─── Entries supplied ───

//! Observers of selection and root changes.

use std::rc::Rc;

use crate::model::ElementId;

/// Error a listener reports back through the update that notified it.
#[derive(Debug, Clone, PartialEq, Eq, thiserror::Error)]
pub enum ListenerError {
    #[error("selection listener failed: {0}")]
    Failed(String),
}

/// Receives the current root and selection whenever either changes.
///
/// The tracker holds listeners weakly: the owner keeps the `Rc` alive and
/// dropping it is equivalent to deregistering.
pub trait SelectionListener<R> {
    /// Called after feedback has been dispatched, in registration order.
    ///
    /// # Errors
    ///
    /// A returned error stops the fan-out; listeners registered later are not
    /// notified for this update.
    fn selection_changed(&self, root: Option<&Rc<R>>, selected: &[ElementId]) -> Result<(), ListenerError>;
}
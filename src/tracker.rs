//! The selection tracker.
//!
//! DESIGN
//! ======
//! One tracker exists per editor session. It owns the selected-id set and
//! the last observed model root; neither is shared mutably with anyone else.
//! Every change flows through [`SelectionTracker::update_selection`], which:
//!
//! 1. resolves select/deselect conflicts (select wins),
//! 2. applies deselections, then selections,
//! 3. prunes ids that no longer resolve in the new root,
//! 4. stores the new root and selection,
//! 5. dispatches one aggregated feedback action if the selection changed,
//! 6. notifies listeners if the root or the selection changed.
//!
//! Feedback is always dispatched before listeners run.
//!
//! ERROR HANDLING
//! ==============
//! No input is invalid. A failing listener aborts the fan-out and its error is
//! returned to the caller; the new state has already been stored by then.

#[cfg(test)]
#[path = "tracker_test.rs"]
mod tracker_test;

use std::rc::{Rc, Weak};

use indexmap::IndexSet;
use tracing::{debug, trace, warn};

use crate::command::SelectionCommand;
use crate::config::SelectionConfig;
use crate::feedback::{FeedbackAction, FeedbackDispatcher, FeedbackSource, SelectFeedback};
use crate::listener::{ListenerError, SelectionListener};
use crate::model::{ElementId, ModelElement, ModelRoot};

// =============================================================================
// TYPES
// =============================================================================

#[derive(Debug, thiserror::Error)]
pub enum SelectionError {
    #[error(transparent)]
    Listener(#[from] ListenerError),
}

/// What an update changed.
#[derive(Debug, Clone, Default, PartialEq, Eq)]
pub struct SelectionDelta {
    /// The stored root is a different reference than before.
    pub root_changed: bool,
    /// The selected-id set differs from before (order is ignored).
    pub selection_changed: bool,
    /// Ids reported as deselected by this update.
    pub deselected: Vec<ElementId>,
}

impl SelectionDelta {
    /// True when the update changed nothing observable.
    #[must_use]
    pub fn is_empty(&self) -> bool {
        !self.root_changed && !self.selection_changed
    }
}

/// Tracks the selected elements of the current model root.
pub struct SelectionTracker<R> {
    source: FeedbackSource,
    config: SelectionConfig,
    root: Option<Rc<R>>,
    selected: IndexSet<ElementId>,
    listeners: Vec<Weak<dyn SelectionListener<R>>>,
    feedback: Rc<dyn FeedbackDispatcher>,
}

// =============================================================================
// OPERATIONS
// =============================================================================

impl<R: ModelRoot> SelectionTracker<R> {
    /// Create a tracker with default config and a random feedback source.
    #[must_use]
    pub fn new(feedback: Rc<dyn FeedbackDispatcher>) -> Self {
        Self::with_config(feedback, SelectionConfig::default())
    }

    #[must_use]
    pub fn with_config(feedback: Rc<dyn FeedbackDispatcher>, config: SelectionConfig) -> Self {
        Self {
            source: config.source(),
            config,
            root: None,
            selected: IndexSet::new(),
            listeners: Vec::new(),
            feedback,
        }
    }

    // --- Updates ---

    /// Re-validate the current selection against a freshly swapped-in root.
    ///
    /// # Errors
    ///
    /// Propagates the first listener failure.
    pub fn model_root_changed(&mut self, root: Rc<R>) -> Result<SelectionDelta, SelectionError> {
        self.update_selection(Some(root), &[], &[])
    }

    /// Apply a selection change against `root`.
    ///
    /// An id listed in both `select` and `deselect` ends up selected.
    /// Deselecting an id that isn't selected does nothing. Ids that don't
    /// resolve in `root` are dropped from the selection; they are reported as
    /// deselected only if they resolved in the previous root.
    ///
    /// # Errors
    ///
    /// Propagates the first listener failure. State is stored and feedback
    /// dispatched before any listener runs.
    pub fn update_selection(
        &mut self,
        root: Option<Rc<R>>,
        select: &[ElementId],
        deselect: &[ElementId],
    ) -> Result<SelectionDelta, SelectionError> {
        if root.is_none() && select.is_empty() && deselect.is_empty() {
            return Ok(SelectionDelta::default());
        }

        let prev_root = self.root.take();
        let prev_selected = self.selected.clone();

        let to_select: IndexSet<&ElementId> = select.iter().collect();
        let mut deselected: IndexSet<ElementId> = deselect
            .iter()
            .filter(|id| !to_select.contains(id) && self.selected.contains(*id))
            .cloned()
            .collect();

        for id in &deselected {
            self.selected.shift_remove(id);
        }
        for id in to_select {
            self.selected.insert(id.clone());
        }

        let mut pruned = Vec::new();
        self.selected.retain(|id| {
            let resolvable = root.as_deref().is_some_and(|r| r.resolve(id).is_some());
            if !resolvable {
                pruned.push(id.clone());
            }
            resolvable
        });
        for id in pruned {
            if prev_root.as_deref().is_some_and(|r| r.resolve(&id).is_some()) {
                deselected.insert(id);
            } else {
                trace!(%id, "dropped selection of unknown element");
            }
        }

        let selection_changed = prev_selected.len() != self.selected.len()
            || prev_selected.iter().any(|id| !self.selected.contains(id));
        let root_changed = match (&prev_root, &root) {
            (Some(prev), Some(next)) => !Rc::ptr_eq(prev, next),
            (None, None) => false,
            _ => true,
        };
        self.root = root;

        let delta = SelectionDelta { root_changed, selection_changed, deselected: deselected.into_iter().collect() };
        if delta.is_empty() {
            return Ok(delta);
        }
        debug!(
            selected = self.selected.len(),
            deselected = delta.deselected.len(),
            root_changed,
            selection_changed,
            "selection updated"
        );

        if selection_changed && self.config.feedback_enabled {
            let feedback = SelectFeedback {
                selected_element_ids: self.selected.iter().cloned().collect(),
                deselected_element_ids: delta.deselected.clone(),
            };
            self.feedback.dispatch_feedback(self.source, vec![FeedbackAction::SelectFeedback(feedback)]);
        }
        self.notify_listeners()?;
        Ok(delta)
    }

    /// Select every element of the current root.
    ///
    /// # Errors
    ///
    /// Propagates the first listener failure.
    pub fn select_all(&mut self) -> Result<SelectionDelta, SelectionError> {
        let all: Vec<ElementId> = match self.root.as_deref() {
            Some(root) => root.elements().map(|e| e.id().to_string()).collect(),
            None => Vec::new(),
        };
        self.update_selection(self.root.clone(), &all, &[])
    }

    /// Deselect everything currently selected.
    ///
    /// # Errors
    ///
    /// Propagates the first listener failure.
    pub fn deselect_all(&mut self) -> Result<SelectionDelta, SelectionError> {
        let all: Vec<ElementId> = self.selected.iter().cloned().collect();
        self.update_selection(self.root.clone(), &[], &all)
    }

    /// Apply a host command against the current root.
    ///
    /// # Errors
    ///
    /// Propagates the first listener failure.
    pub fn handle(&mut self, command: SelectionCommand) -> Result<SelectionDelta, SelectionError> {
        match command {
            SelectionCommand::Select { selected_element_ids, mut deselected_element_ids, deselect_all } => {
                if deselect_all {
                    deselected_element_ids.extend(self.selected.iter().cloned());
                }
                self.update_selection(self.root.clone(), &selected_element_ids, &deselected_element_ids)
            }
            SelectionCommand::SelectAll { select: true } => self.select_all(),
            SelectionCommand::SelectAll { select: false } => self.deselect_all(),
        }
    }

    // --- Listeners ---

    /// Register a listener. Registering the same listener twice has no effect.
    pub fn register(&mut self, listener: &Rc<dyn SelectionListener<R>>) {
        self.prune_listeners();
        let ptr = Rc::as_ptr(listener);
        if self.listeners.iter().any(|l| std::ptr::addr_eq(l.as_ptr(), ptr)) {
            return;
        }
        self.listeners.push(Rc::downgrade(listener));
    }

    /// Deregister a listener if present.
    pub fn deregister(&mut self, listener: &Rc<dyn SelectionListener<R>>) {
        let ptr = Rc::as_ptr(listener);
        self.listeners.retain(|l| !std::ptr::addr_eq(l.as_ptr(), ptr));
    }

    /// Number of registered listeners that are still alive.
    #[must_use]
    pub fn listener_count(&self) -> usize {
        self.listeners.iter().filter(|l| l.strong_count() > 0).count()
    }

    fn prune_listeners(&mut self) {
        let before = self.listeners.len();
        self.listeners.retain(|l| l.strong_count() > 0);
        let dropped = before - self.listeners.len();
        if dropped > 0 {
            trace!(dropped, "pruned dropped selection listeners");
        }
    }

    fn notify_listeners(&mut self) -> Result<(), SelectionError> {
        self.prune_listeners();
        let selected: Vec<ElementId> = self.selected.iter().cloned().collect();
        for (index, weak) in self.listeners.iter().enumerate() {
            let Some(listener) = weak.upgrade() else {
                continue;
            };
            trace!(index, "notifying selection listener");
            if let Err(err) = listener.selection_changed(self.root.as_ref(), &selected) {
                warn!(index, error = %err, "selection listener failed");
                return Err(err.into());
            }
        }
        Ok(())
    }

    // --- Queries ---

    /// Feedback source id of this tracker.
    #[must_use]
    pub fn source(&self) -> FeedbackSource {
        self.source
    }

    /// The last stored root, if any.
    #[must_use]
    pub fn model_root(&self) -> Option<&Rc<R>> {
        self.root.as_ref()
    }

    /// Elements of the current root that the model flags as selected.
    #[must_use]
    pub fn selected_elements(&self) -> Vec<&R::Element> {
        match self.root.as_deref() {
            Some(root) => root.elements().filter(|e| e.is_selected()).collect(),
            None => Vec::new(),
        }
    }

    /// The selected ids, in selection order.
    #[must_use]
    pub fn selected_element_ids(&self) -> &IndexSet<ElementId> {
        &self.selected
    }

    #[must_use]
    pub fn has_selected_elements(&self) -> bool {
        !self.selected.is_empty()
    }

    #[must_use]
    pub fn is_single_selection(&self) -> bool {
        self.selected.len() == 1
    }

    #[must_use]
    pub fn is_multi_selection(&self) -> bool {
        self.selected.len() > 1
    }
}
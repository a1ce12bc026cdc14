//! Selection commands sent by the host layer.
//!
//! The host forwards user intent (click, rubber-band, select-all shortcut) as
//! JSON commands. [`crate::tracker::SelectionTracker::handle`] applies them
//! against the tracker's current root.

#[cfg(test)]
#[path = "command_test.rs"]
mod command_test;

use serde::{Deserialize, Serialize};

use crate::model::ElementId;

#[derive(Debug, Clone, PartialEq, Eq, Serialize, Deserialize)]
#[serde(tag = "kind", rename_all = "camelCase")]
pub enum SelectionCommand {
    /// Select and deselect explicit ids.
    #[serde(rename_all = "camelCase")]
    Select {
        #[serde(default)]
        selected_element_ids: Vec<ElementId>,
        #[serde(default)]
        deselected_element_ids: Vec<ElementId>,
        /// Deselect the whole current selection before selecting.
        #[serde(default)]
        deselect_all: bool,
    },
    /// Select every element of the current root, or clear the selection.
    SelectAll {
        #[serde(default = "default_true")]
        select: bool,
    },
}

fn default_true() -> bool {
    true
}

impl SelectionCommand {
    /// Decode a command from its JSON form.
    ///
    /// # Errors
    ///
    /// Returns the `serde_json` error for malformed or unknown commands.
    pub fn from_json(raw: &str) -> Result<Self, serde_json::Error> {
        serde_json::from_str(raw)
    }

    /// A plain select/deselect command.
    #[must_use]
    pub fn select(selected: Vec<ElementId>, deselected: Vec<ElementId>) -> Self {
        Self::Select { selected_element_ids: selected, deselected_element_ids: deselected, deselect_all: false }
    }
}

───

Goal of the exercise:
Read the listing. Report every line that includes the word "IndexSet".

Reply to the task:
use indexmap::IndexSet;
    selected: IndexSet<ElementId>,
            selected: IndexSet::new(),
        let to_select: IndexSet<&ElementId> = select.iter().collect();
        let mut deselected: IndexSet<ElementId> = deselect
    pub fn selected_element_ids(&self) -> &IndexSet<ElementId> {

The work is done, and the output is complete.